> [Task prompt]
Among the lines of data below, reproduce only those from the one with "and layout generation." through the one with "#[derive(Error, Debug, Clone, PartialEq, Eq)]", exactly as they stand, both ends included.

(Records to use)

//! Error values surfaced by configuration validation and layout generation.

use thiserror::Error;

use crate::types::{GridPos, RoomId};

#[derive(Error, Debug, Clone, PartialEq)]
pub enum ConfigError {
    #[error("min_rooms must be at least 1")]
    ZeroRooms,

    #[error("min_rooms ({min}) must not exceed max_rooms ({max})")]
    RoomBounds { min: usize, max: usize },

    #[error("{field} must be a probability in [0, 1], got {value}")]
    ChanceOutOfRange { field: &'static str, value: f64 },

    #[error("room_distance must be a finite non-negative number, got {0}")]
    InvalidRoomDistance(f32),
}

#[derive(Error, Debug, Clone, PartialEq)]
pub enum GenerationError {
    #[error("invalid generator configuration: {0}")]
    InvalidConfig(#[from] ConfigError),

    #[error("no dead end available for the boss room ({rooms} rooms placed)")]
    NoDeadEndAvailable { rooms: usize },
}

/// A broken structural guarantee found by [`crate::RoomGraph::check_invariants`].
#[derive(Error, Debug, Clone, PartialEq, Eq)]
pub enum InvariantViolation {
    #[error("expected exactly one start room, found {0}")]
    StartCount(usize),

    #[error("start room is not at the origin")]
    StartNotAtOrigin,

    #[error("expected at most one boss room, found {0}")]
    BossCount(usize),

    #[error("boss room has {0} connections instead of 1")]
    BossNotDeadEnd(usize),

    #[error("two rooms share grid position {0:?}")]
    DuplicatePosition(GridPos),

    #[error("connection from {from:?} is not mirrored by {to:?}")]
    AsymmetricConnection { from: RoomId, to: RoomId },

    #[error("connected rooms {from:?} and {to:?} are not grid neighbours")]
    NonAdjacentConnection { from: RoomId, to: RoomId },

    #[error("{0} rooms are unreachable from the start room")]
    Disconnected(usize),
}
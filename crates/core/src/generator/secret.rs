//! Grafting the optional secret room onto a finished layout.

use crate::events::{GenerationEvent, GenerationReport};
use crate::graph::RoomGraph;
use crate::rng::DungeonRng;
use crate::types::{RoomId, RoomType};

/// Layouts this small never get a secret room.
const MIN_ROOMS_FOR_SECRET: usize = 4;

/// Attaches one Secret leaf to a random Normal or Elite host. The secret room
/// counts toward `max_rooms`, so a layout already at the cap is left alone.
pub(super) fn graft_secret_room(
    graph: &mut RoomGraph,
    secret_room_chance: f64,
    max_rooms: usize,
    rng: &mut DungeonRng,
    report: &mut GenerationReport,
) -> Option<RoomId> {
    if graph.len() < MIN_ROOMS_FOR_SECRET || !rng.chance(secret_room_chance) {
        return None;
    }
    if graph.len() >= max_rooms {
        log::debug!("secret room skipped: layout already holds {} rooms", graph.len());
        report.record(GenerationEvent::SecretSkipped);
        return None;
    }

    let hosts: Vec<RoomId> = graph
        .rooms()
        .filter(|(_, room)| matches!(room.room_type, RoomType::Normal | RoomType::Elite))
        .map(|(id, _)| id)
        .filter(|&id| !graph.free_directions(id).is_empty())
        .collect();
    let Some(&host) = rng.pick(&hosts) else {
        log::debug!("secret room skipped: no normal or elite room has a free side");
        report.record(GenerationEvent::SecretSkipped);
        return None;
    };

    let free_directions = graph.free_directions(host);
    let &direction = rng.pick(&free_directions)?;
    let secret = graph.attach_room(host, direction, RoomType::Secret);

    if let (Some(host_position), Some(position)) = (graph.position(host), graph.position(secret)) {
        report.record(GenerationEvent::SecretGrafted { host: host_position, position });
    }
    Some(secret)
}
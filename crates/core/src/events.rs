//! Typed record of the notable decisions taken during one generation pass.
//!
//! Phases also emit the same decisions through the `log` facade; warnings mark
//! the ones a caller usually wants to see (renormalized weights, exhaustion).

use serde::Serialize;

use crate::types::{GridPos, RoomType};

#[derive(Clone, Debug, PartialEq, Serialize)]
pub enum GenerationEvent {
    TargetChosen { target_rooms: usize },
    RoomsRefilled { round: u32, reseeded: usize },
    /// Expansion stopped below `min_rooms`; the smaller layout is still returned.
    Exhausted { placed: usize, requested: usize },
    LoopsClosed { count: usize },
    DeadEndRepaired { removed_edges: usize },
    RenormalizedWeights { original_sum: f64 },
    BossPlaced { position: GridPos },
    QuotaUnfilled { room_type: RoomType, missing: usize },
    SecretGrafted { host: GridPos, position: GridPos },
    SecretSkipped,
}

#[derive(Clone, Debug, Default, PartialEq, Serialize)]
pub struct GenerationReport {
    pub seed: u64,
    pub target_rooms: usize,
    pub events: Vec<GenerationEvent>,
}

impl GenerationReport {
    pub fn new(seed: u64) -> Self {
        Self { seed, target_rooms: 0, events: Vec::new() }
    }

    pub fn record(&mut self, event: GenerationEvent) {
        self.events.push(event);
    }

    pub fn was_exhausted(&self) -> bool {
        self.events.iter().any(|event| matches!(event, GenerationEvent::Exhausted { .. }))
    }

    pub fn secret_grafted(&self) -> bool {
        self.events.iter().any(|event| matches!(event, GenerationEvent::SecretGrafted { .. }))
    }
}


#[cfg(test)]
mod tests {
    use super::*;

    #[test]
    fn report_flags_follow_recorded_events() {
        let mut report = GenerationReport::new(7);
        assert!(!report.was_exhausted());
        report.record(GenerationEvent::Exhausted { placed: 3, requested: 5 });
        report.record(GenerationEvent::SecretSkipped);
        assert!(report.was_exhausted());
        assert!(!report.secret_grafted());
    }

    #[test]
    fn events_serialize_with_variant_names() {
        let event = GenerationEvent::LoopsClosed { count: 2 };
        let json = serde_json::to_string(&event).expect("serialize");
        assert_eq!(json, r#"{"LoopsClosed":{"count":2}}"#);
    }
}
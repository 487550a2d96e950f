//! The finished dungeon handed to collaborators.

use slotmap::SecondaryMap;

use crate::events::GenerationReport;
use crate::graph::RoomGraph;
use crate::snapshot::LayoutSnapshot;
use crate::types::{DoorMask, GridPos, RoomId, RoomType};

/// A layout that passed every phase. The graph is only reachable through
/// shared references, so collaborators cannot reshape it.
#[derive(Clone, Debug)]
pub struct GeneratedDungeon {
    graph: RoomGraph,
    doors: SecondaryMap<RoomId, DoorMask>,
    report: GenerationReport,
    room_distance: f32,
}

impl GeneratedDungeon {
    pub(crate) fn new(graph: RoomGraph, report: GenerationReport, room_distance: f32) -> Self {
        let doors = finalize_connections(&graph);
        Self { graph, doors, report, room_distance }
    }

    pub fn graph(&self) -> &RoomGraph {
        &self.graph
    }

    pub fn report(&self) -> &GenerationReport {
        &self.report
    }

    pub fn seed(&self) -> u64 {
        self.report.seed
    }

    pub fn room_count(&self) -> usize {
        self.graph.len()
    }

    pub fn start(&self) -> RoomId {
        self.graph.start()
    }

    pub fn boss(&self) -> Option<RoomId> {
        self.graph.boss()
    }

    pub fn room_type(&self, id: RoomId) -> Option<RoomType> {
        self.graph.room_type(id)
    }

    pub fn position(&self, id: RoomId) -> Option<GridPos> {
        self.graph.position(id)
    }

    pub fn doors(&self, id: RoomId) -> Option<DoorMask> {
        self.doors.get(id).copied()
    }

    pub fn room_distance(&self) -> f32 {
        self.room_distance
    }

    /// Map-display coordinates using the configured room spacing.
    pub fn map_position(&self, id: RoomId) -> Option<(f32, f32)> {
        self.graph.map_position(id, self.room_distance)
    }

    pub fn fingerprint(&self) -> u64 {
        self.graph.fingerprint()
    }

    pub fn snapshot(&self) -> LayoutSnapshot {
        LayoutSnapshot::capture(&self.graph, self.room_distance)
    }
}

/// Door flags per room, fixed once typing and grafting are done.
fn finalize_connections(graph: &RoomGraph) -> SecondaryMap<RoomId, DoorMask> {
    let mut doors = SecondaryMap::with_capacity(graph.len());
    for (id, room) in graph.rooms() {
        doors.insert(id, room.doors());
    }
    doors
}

(End Records to use)
(Records to use)

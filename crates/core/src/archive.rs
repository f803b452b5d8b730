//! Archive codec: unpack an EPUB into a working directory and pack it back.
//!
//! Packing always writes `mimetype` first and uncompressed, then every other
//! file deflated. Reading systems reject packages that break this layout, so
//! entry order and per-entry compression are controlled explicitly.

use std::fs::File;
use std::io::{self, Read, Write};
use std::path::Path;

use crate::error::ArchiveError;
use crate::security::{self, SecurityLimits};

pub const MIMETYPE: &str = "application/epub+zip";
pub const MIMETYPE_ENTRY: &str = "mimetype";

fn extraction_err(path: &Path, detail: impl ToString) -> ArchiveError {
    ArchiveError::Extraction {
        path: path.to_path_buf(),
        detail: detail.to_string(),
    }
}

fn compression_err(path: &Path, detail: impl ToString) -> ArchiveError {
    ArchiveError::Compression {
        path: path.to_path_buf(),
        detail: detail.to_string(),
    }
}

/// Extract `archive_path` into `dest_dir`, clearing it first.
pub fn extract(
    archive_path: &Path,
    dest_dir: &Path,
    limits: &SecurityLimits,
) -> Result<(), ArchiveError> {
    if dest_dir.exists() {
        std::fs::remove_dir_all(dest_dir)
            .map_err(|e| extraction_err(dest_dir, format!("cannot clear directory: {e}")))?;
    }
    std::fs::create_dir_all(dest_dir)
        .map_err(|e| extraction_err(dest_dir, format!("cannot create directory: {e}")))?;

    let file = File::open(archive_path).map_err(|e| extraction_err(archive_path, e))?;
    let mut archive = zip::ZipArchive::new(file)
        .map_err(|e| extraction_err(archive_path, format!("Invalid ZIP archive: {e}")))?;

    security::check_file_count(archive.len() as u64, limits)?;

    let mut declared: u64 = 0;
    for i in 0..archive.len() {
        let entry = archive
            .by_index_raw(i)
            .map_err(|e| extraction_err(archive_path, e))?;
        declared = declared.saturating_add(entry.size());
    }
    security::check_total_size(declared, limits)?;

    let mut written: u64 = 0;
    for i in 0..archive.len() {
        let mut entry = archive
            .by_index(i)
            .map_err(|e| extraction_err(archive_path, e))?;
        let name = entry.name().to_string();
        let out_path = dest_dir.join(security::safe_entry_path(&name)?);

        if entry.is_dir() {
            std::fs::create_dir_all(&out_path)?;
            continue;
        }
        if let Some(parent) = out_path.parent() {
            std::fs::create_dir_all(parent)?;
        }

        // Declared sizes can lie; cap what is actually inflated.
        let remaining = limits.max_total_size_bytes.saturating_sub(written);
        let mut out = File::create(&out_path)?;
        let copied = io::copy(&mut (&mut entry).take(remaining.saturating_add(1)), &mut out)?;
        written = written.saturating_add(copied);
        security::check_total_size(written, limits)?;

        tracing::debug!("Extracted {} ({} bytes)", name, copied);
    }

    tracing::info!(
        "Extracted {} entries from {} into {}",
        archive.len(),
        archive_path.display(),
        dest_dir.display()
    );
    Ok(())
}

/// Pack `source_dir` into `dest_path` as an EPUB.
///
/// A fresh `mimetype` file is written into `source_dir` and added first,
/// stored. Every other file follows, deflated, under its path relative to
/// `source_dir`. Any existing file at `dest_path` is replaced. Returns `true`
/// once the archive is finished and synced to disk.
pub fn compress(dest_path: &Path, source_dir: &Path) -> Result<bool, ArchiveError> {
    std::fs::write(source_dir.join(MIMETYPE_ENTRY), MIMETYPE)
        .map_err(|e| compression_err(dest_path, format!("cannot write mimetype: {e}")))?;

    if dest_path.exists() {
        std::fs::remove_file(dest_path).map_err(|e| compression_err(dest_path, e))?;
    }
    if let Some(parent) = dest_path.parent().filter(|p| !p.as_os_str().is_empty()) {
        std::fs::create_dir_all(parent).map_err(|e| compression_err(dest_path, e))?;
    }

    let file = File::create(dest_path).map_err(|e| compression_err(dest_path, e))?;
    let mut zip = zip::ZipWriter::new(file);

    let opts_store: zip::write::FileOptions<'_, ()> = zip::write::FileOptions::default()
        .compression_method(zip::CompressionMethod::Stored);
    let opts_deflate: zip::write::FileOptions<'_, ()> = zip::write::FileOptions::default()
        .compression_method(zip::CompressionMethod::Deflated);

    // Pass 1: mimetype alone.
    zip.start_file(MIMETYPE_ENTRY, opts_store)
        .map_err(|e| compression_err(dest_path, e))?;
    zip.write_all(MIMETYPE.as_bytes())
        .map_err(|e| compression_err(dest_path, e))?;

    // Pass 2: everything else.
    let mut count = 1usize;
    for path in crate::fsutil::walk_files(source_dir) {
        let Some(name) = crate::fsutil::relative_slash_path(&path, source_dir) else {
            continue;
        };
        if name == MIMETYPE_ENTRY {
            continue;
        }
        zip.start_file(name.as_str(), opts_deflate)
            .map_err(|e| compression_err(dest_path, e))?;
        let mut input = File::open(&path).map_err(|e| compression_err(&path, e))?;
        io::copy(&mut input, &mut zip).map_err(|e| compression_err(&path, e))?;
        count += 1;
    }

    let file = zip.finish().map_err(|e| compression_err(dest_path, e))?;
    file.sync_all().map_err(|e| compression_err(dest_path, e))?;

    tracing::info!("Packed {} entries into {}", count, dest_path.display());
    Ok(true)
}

(End Records to use)

> [Result for this exercise]
//! Error values surfaced by configuration validation and layout generation.

use thiserror::Error;

use crate::types::{GridPos, RoomId};

#[derive(Error, Debug, Clone, PartialEq)]
pub enum ConfigError {
    #[error("min_rooms must be at least 1")]
    ZeroRooms,

    #[error("min_rooms ({min}) must not exceed max_rooms ({max})")]
    RoomBounds { min: usize, max: usize },

    #[error("{field} must be a probability in [0, 1], got {value}")]
    ChanceOutOfRange { field: &'static str, value: f64 },

    #[error("room_distance must be a finite non-negative number, got {0}")]
    InvalidRoomDistance(f32),
}

#[derive(Error, Debug, Clone, PartialEq)]
pub enum GenerationError {
    #[error("invalid generator configuration: {0}")]
    InvalidConfig(#[from] ConfigError),

    #[error("no dead end available for the boss room ({rooms} rooms placed)")]
    NoDeadEndAvailable { rooms: usize },
}

/// A broken structural guarantee found by [`crate::RoomGraph::check_invariants`].
#[derive(Error, Debug, Clone, PartialEq, Eq)]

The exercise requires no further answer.